In desperation, the Wal’s comrades began a feverish search for justice. They went first to the top of the haystack using a fork named Article 32 meant for the most serious cases. Never before has a sitting chief minister been arrested, we are a federal country. How can a top opposition politician be jailed during a general election, we are a democracy. This case is one and a half years old, why now? Look at the favours granted to approvers after implicating him. His chief associates have already been sucked by the Machine, one Sisodia languishing in its caverns for 14 months. And this is a Machine meant to deal harshly with drug and narcotics offenders; Wal heads a popularly elected government. Don’t we have a constitution and its basic structure?
But the haymakers at the top were sending these cases to the bottom stack. Never mind that we all know how difficult is it to get the key there; the chief haymaker said so himself recently. Free and fair elections and constitution and the like are all very well, but we have the Khan’s legal knots, which resemble Madame Defarge’s knitting needles. Never mind that Justice Vivian Bose chastised his peers for out Shylocking Shylock by confining the writ to the bond, and Justice Khanna made personal liberty trump the suspension of fundamental rights during the Emergency; now the Khan is the Emperor.
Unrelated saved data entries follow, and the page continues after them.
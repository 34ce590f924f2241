//! Process-wide job system lifecycle.
//!
//! Owns the background tasks (processor loop, stale-run reaper, retention
//! cleanup) and exposes an idempotent `start()`/`stop()` pair.

use std::sync::Arc;
use std::sync::atomic::{AtomicBool, Ordering};
use std::time::Duration;

use tokio::sync::{Mutex, watch};
use tokio::task::JoinHandle;
use tracing::{error, info, warn};

use crate::config::JobSystemConfig;

use super::processor::{HandlerRegistry, JobProcessor, ProcessorStats};
use super::queue::JobQueue;
use super::reaper::StaleRunReaper;

#[derive(Debug, Clone, Copy, PartialEq, Eq)]
pub enum StartOutcome {
    Started,
    AlreadyRunning,
    /// Another caller is in the middle of `start()`
    StartInProgress,
}

struct RunningTasks {
    shutdown: watch::Sender<bool>,
    tasks: Vec<(&'static str, JoinHandle<()>)>,
}

pub struct JobSystem {
    queue: JobQueue,
    processor: Arc<JobProcessor>,
    reaper: StaleRunReaper,
    config: JobSystemConfig,
    starting: AtomicBool,
    running: Mutex<Option<RunningTasks>>,
}

impl JobSystem {
    pub fn new(queue: JobQueue, handlers: HandlerRegistry, config: JobSystemConfig) -> Self {
        let processor = JobProcessor::new(queue.clone(), handlers, config.processor_config());
        let reaper = StaleRunReaper::new(
            queue.clone(),
            processor.failure_handler().clone(),
            config.stale_threshold,
        );

        Self {
            queue,
            processor: Arc::new(processor),
            reaper,
            config,
            starting: AtomicBool::new(false),
            running: Mutex::new(None),
        }
    }

    pub fn queue(&self) -> &JobQueue {
        &self.queue
    }

    pub fn processor_stats(&self) -> ProcessorStats {
        self.processor.stats()
    }

    pub async fn is_running(&self) -> bool {
        self.running.lock().await.is_some()
    }

    /// Spawn the background tasks unless they are already running.
    pub async fn start(&self) -> StartOutcome {
        if self
            .starting
            .compare_exchange(false, true, Ordering::AcqRel, Ordering::Acquire)
            .is_err()
        {
            return StartOutcome::StartInProgress;
        }

        let outcome = {
            let mut running = self.running.lock().await;
            if running.is_some() {
                StartOutcome::AlreadyRunning
            } else {
                *running = Some(self.spawn_tasks());
                StartOutcome::Started
            }
        };

        self.starting.store(false, Ordering::Release);

        match outcome {
            StartOutcome::Started => info!(worker = %self.config.worker_name, "job system started"),
            _ => warn!(outcome = ?outcome, "job system start ignored"),
        }
        outcome
    }

    /// Signal the background tasks and wait for them. Returns whether the
    /// system was running.
    pub async fn stop(&self) -> bool {
        let Some(running) = self.running.lock().await.take() else {
            return false;
        };

        let _ = running.shutdown.send(true);
        for (name, task) in running.tasks {
            if let Err(e) = task.await {
                error!(task = name, error = %e, "job system task ended abnormally");
            }
        }

        info!(worker = %self.config.worker_name, "job system stopped");
        true
    }

    fn spawn_tasks(&self) -> RunningTasks {
        let (shutdown, rx) = watch::channel(false);

        let processor = {
            let processor = self.processor.clone();
            let rx = rx.clone();
            tokio::spawn(async move { processor.run(rx).await })
        };

        let reaper = {
            let reaper = self.reaper.clone();
            periodic("reaper", self.config.reaper_interval, rx.clone(), move || {
                let reaper = reaper.clone();
                async move {
                    if let Err(e) = reaper.reap_once().await {
                        error!(error = %e, "stale-run reaper pass failed");
                    }
                }
            })
        };

        let cleanup = {
            let queue = self.queue.clone();
            let completed = self.config.completed_retention;
            let failed = self.config.failed_retention;
            periodic("cleanup", self.config.cleanup_interval, rx, move || {
                let queue = queue.clone();
                async move {
                    if let Err(e) = queue.cleanup_completed_jobs(completed).await {
                        error!(error = %e, "completed-job cleanup failed");
                    }
                    if let Err(e) = queue.cleanup_expired_jobs(failed).await {
                        error!(error = %e, "expired-job cleanup failed");
                    }
                }
            })
        };

        RunningTasks {
            shutdown,
            tasks: vec![("processor", processor), ("reaper", reaper), ("cleanup", cleanup)],
        }
    }
}

/// Run `tick` every `period` until shutdown is signalled.
fn periodic<F, Fut>(
    name: &'static str,
    period: Duration,
    mut shutdown: watch::Receiver<bool>,
    tick: F,
) -> JoinHandle<()>
where
    F: Fn() -> Fut + Send + 'static,
    Fut: std::future::Future<Output = ()> + Send + 'static,
{
    tokio::spawn(async move {
        let mut interval = tokio::time::interval(period.max(Duration::from_millis(1)));
        interval.set_missed_tick_behavior(tokio::time::MissedTickBehavior::Delay);

        loop {
            tokio::select! {
                _ = interval.tick() => tick().await,
                _ = shutdown.changed() => break,
            }
            if *shutdown.borrow() {
                break;
            }
        }
        info!(task = name, "periodic task stopped");
    })
}
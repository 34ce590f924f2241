//! GitHub REST client for commit diffs.

use async_trait::async_trait;
use reqwest::header::{ACCEPT, HeaderMap, USER_AGENT};
use reqwest::StatusCode;
use serde_json::json;
use tracing::{debug, warn};

use crate::jobs::processor::HandlerError;
use crate::jobs::types::FetchDiffData;
use crate::pipeline::handlers::DiffProvider;

pub const DEFAULT_API_URL: &str = "https://api.github.com";

const DIFF_MEDIA_TYPE: &str = "application/vnd.github.diff";

#[derive(Debug, Clone)]
pub struct GithubDiffClient {
    client: reqwest::Client,
    api_url: String,
    token: Option<String>,
}

impl GithubDiffClient {
    /// Client against the public API. Without a token GitHub applies the
    /// unauthenticated rate limit.
    pub fn new(token: Option<String>) -> Self {
        Self::with_api_url(DEFAULT_API_URL, token)
    }

    pub fn with_api_url(api_url: impl Into<String>, token: Option<String>) -> Self {
        Self {
            client: reqwest::Client::new(),
            api_url: api_url.into().trim_end_matches('/').to_string(),
            token,
        }
    }

    fn commit_url(&self, request: &FetchDiffData) -> String {
        format!(
            "{}/repos/{}/{}/commits/{}",
            self.api_url, request.owner, request.repo, request.sha
        )
    }
}

/// Map a rate-limited response to the message format the retry policy
/// understands.
pub fn rate_limit_error(status: StatusCode, headers: &HeaderMap) -> Option<HandlerError> {
    if status != StatusCode::FORBIDDEN && status != StatusCode::TOO_MANY_REQUESTS {
        return None;
    }

    let header = |name: &str| headers.get(name).and_then(|v| v.to_str().ok());
    if header("x-ratelimit-remaining") != Some("0") {
        return None;
    }

    let reset = header("x-ratelimit-reset")?;
    Some(
        HandlerError::new(format!("GitHub API rate limit exceeded. Resets at: {reset}"))
            .with_details(json!({ "status": status.as_u16(), "reset": reset })),
    )
}

#[async_trait]
impl DiffProvider for GithubDiffClient {
    async fn fetch_diff(&self, request: &FetchDiffData) -> Result<String, HandlerError> {
        let url = self.commit_url(request);
        let mut req = self
            .client
            .get(&url)
            .header(ACCEPT, DIFF_MEDIA_TYPE)
            .header(USER_AGENT, "commitpulse");

        if let Some(token) = &self.token {
            req = req.bearer_auth(token);
        }

        let resp = req
            .send()
            .await
            .map_err(|e| HandlerError::new(format!("GitHub request failed: {e}")))?;

        let status = resp.status();
        if let Some(err) = rate_limit_error(status, resp.headers()) {
            warn!(owner = %request.owner, repo = %request.repo, error = %err, "GitHub rate limit hit");
            return Err(err);
        }

        if !status.is_success() {
            let body = resp.text().await.unwrap_or_default();
            return Err(
                HandlerError::new(format!("GitHub API returned {status} for {}", request.sha))
                    .with_details(json!({ "status": status.as_u16(), "body": body })),
            );
        }

        let diff = resp
            .text()
            .await
            .map_err(|e| HandlerError::new(format!("failed to read GitHub diff: {e}")))?;

        debug!(owner = %request.owner, repo = %request.repo, sha = %request.sha, bytes = diff.len(), "diff downloaded");
        Ok(diff)
    }
}

#[cfg(test)]
mod tests {
    use super::*;
    use crate::jobs::retry::RetryPolicy;
    use reqwest::header::HeaderValue;

    fn headers(remaining: &str, reset: &str) -> HeaderMap {
        let mut h = HeaderMap::new();
        h.insert("x-ratelimit-remaining", HeaderValue::from_str(remaining).unwrap());
        h.insert("x-ratelimit-reset", HeaderValue::from_str(reset).unwrap());
        h
    }

    #[test]
    fn exhausted_limit_yields_reset_hint() {
        let err = rate_limit_error(StatusCode::FORBIDDEN, &headers("0", "1700000600")).unwrap();

        assert_eq!(
            err.message,
            "GitHub API rate limit exceeded. Resets at: 1700000600"
        );
        let reset = RetryPolicy::rate_limit_reset(&err.message).unwrap();
        assert_eq!(reset.timestamp(), 1_700_000_600);
    }

    #[test]
    fn forbidden_with_remaining_quota_is_not_rate_limited() {
        assert!(rate_limit_error(StatusCode::FORBIDDEN, &headers("12", "1700000600")).is_none());
        assert!(rate_limit_error(StatusCode::NOT_FOUND, &headers("0", "1700000600")).is_none());
    }

    #[test]
    fn commit_url_is_built_from_coordinates() {
        let client = GithubDiffClient::with_api_url("http://localhost:9999/", None);
        let url = client.commit_url(&FetchDiffData {
            owner: "octo".into(),
            repo: "hello".into(),
            sha: "abc1234".into(),
            installation_id: None,
        });
        assert_eq!(url, "http://localhost:9999/repos/octo/hello/commits/abc1234");
    }
}
//! Stale-run reaper.
//!
//! Jobs left `running` past the liveness threshold are presumed orphaned by a
//! crashed worker and go through the ordinary failure path, so they are
//! retried (or failed) under the same `max_attempts` budget.

use std::time::Duration;

use serde::Serialize;
use tracing::{error, info, warn};

use super::processor::{FailureHandler, FailureOutcome, HandlerError};
use super::queue::{JobQueue, QueueResult};
use super::types::JobId;

/// Failure message recorded on reaped jobs.
pub const STALE_RUN_MESSAGE: &str = "stale running job recovered";

/// Result of one reaper pass.
#[derive(Debug, Clone, Default, PartialEq, Eq, Serialize)]
pub struct ReapReport {
    /// Returned to pending for another attempt
    pub retried: Vec<JobId>,
    /// Attempts exhausted
    pub failed: Vec<JobId>,
    /// Finished or changed status before the reaper got to them
    pub skipped: Vec<JobId>,
}

impl ReapReport {
    pub fn total(&self) -> usize {
        self.retried.len() + self.failed.len() + self.skipped.len()
    }
}

#[derive(Clone)]
pub struct StaleRunReaper {
    queue: JobQueue,
    failures: FailureHandler,
    threshold: Duration,
}

impl StaleRunReaper {
    pub fn new(queue: JobQueue, failures: FailureHandler, threshold: Duration) -> Self {
        Self {
            queue,
            failures,
            threshold,
        }
    }

    /// Recover every running job not updated within the threshold.
    pub async fn reap_once(&self) -> QueueResult<ReapReport> {
        let stale = self.queue.get_stale_running_jobs(self.threshold).await?;
        let mut report = ReapReport::default();
        if stale.is_empty() {
            return Ok(report);
        }

        warn!(count = stale.len(), threshold_secs = self.threshold.as_secs(), "reaping stale running jobs");

        let error = HandlerError::new(STALE_RUN_MESSAGE);
        for job in stale {
            match self.failures.handle_job_failure(job.id, &error).await {
                Ok(FailureOutcome::Retrying { .. }) => report.retried.push(job.id),
                Ok(FailureOutcome::Failed { .. }) => report.failed.push(job.id),
                Ok(FailureOutcome::Skipped) => report.skipped.push(job.id),
                Err(e) => {
                    error!(job_id = %job.id, error = %e, "failed to reap stale job");
                    report.skipped.push(job.id);
                }
            }
        }

        info!(
            retried = report.retried.len(),
            failed = report.failed.len(),
            skipped = report.skipped.len(),
            "stale running jobs recovered"
        );
        Ok(report)
    }
}

#[cfg(test)]
mod tests {
    use super::*;
    use std::sync::Arc;

    use crate::jobs::retry::RetryPolicy;
    use crate::jobs::store::InMemoryJobStore;
    use crate::jobs::types::{FetchDiffData, JobPayload, JobStatus, NewJob};

    fn setup(threshold: Duration) -> (JobQueue, StaleRunReaper) {
        let queue = JobQueue::new(Arc::new(InMemoryJobStore::new()));
        let failures = FailureHandler::new(queue.clone(), RetryPolicy::default());
        let reaper = StaleRunReaper::new(queue.clone(), failures, threshold);
        (queue, reaper)
    }

    fn fetch_diff() -> NewJob {
        NewJob::new(JobPayload::FetchDiff(FetchDiffData {
            owner: "octo".into(),
            repo: "hello".into(),
            sha: "c0ffee00".into(),
            installation_id: None,
        }))
    }

    #[tokio::test]
    async fn fresh_running_jobs_are_left_alone() {
        let (queue, reaper) = setup(Duration::from_secs(600));
        let job = queue.create_job(fetch_diff()).await.unwrap();
        queue.mark_job_as_running(job.id).await.unwrap();

        let report = reaper.reap_once().await.unwrap();

        assert_eq!(report.total(), 0);
        assert_eq!(queue.get_job(job.id).await.unwrap().status, JobStatus::Running);
    }

    #[tokio::test]
    async fn stale_job_is_returned_to_pending_with_message() {
        let (queue, reaper) = setup(Duration::ZERO);
        let job = queue.create_job(fetch_diff()).await.unwrap();
        queue.mark_job_as_running(job.id).await.unwrap();
        tokio::time::sleep(Duration::from_millis(5)).await;

        let report = reaper.reap_once().await.unwrap();

        assert_eq!(report.retried, vec![job.id]);
        let job = queue.get_job(job.id).await.unwrap();
        assert_eq!(job.status, JobStatus::Pending);
        assert_eq!(job.attempts, 1);
        assert_eq!(job.error_message.as_deref(), Some(STALE_RUN_MESSAGE));
    }

    #[tokio::test]
    async fn stale_job_on_last_attempt_is_failed() {
        let (queue, reaper) = setup(Duration::ZERO);
        let job = queue.create_job(fetch_diff().with_max_attempts(1)).await.unwrap();
        queue.mark_job_as_running(job.id).await.unwrap();
        tokio::time::sleep(Duration::from_millis(5)).await;

        let report = reaper.reap_once().await.unwrap();

        assert_eq!(report.failed, vec![job.id]);
        assert_eq!(queue.get_job(job.id).await.unwrap().status, JobStatus::Failed);
    }
}
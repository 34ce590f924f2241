//! `commitpulse-core`: shared primitives for the commit processing pipeline.
//!
//! This crate contains **pure** building blocks (no infrastructure concerns).

pub mod error;
pub mod id;

pub use error::{DomainError, DomainResult};
pub use id::{AccountId, CommitId, JobId, ProjectId};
So began the dejected and rejected trudge from the bottom to the middle and again to the top. Finally, after 50 days of captivity, and half the election over, the Wal is released. Because the timing of arrest is inappropriate, during an election. But Sirs, everyone knew that all along, right from the day of arrest. What took you so long? The court made reference during the hearing to Wal’s right to life; doesn’t democracy also have a right to life? And some conditions on him run counter to the great Judge Learned Hand’s dictum – Thou shalt not ration justice.
Meanwhile, the Machine’s jubilant friends have had the campaign field all to themselves. The chief made speeches threatening one-sixth of the country’s population. Complaints were made to the election commission, but that body was handpicked by him, elbowing out the head of the judiciary. For them to find spine, and then to exert it, was a far cry and might draw the Machine’s attention. They seemed afflicted by a curious eye infection, unable to look offenders in the eye. Meanwhile, the public readied to speak, no one sure how.
But down South, another story is told in God’s Own Good Country, somewhat different from Ayodhya where the Lord is coopted into politics. Here a minister named after prophets Thomas and Isaac goes to the middle heap in his state against the Machine. That haymaker responds in simple basic terms on April 9. By all means, let the onerous machining take place, but wait till after the elections, what’s your hurry now? Cause for a little cheer. It might benefit this country to look south for some lessons.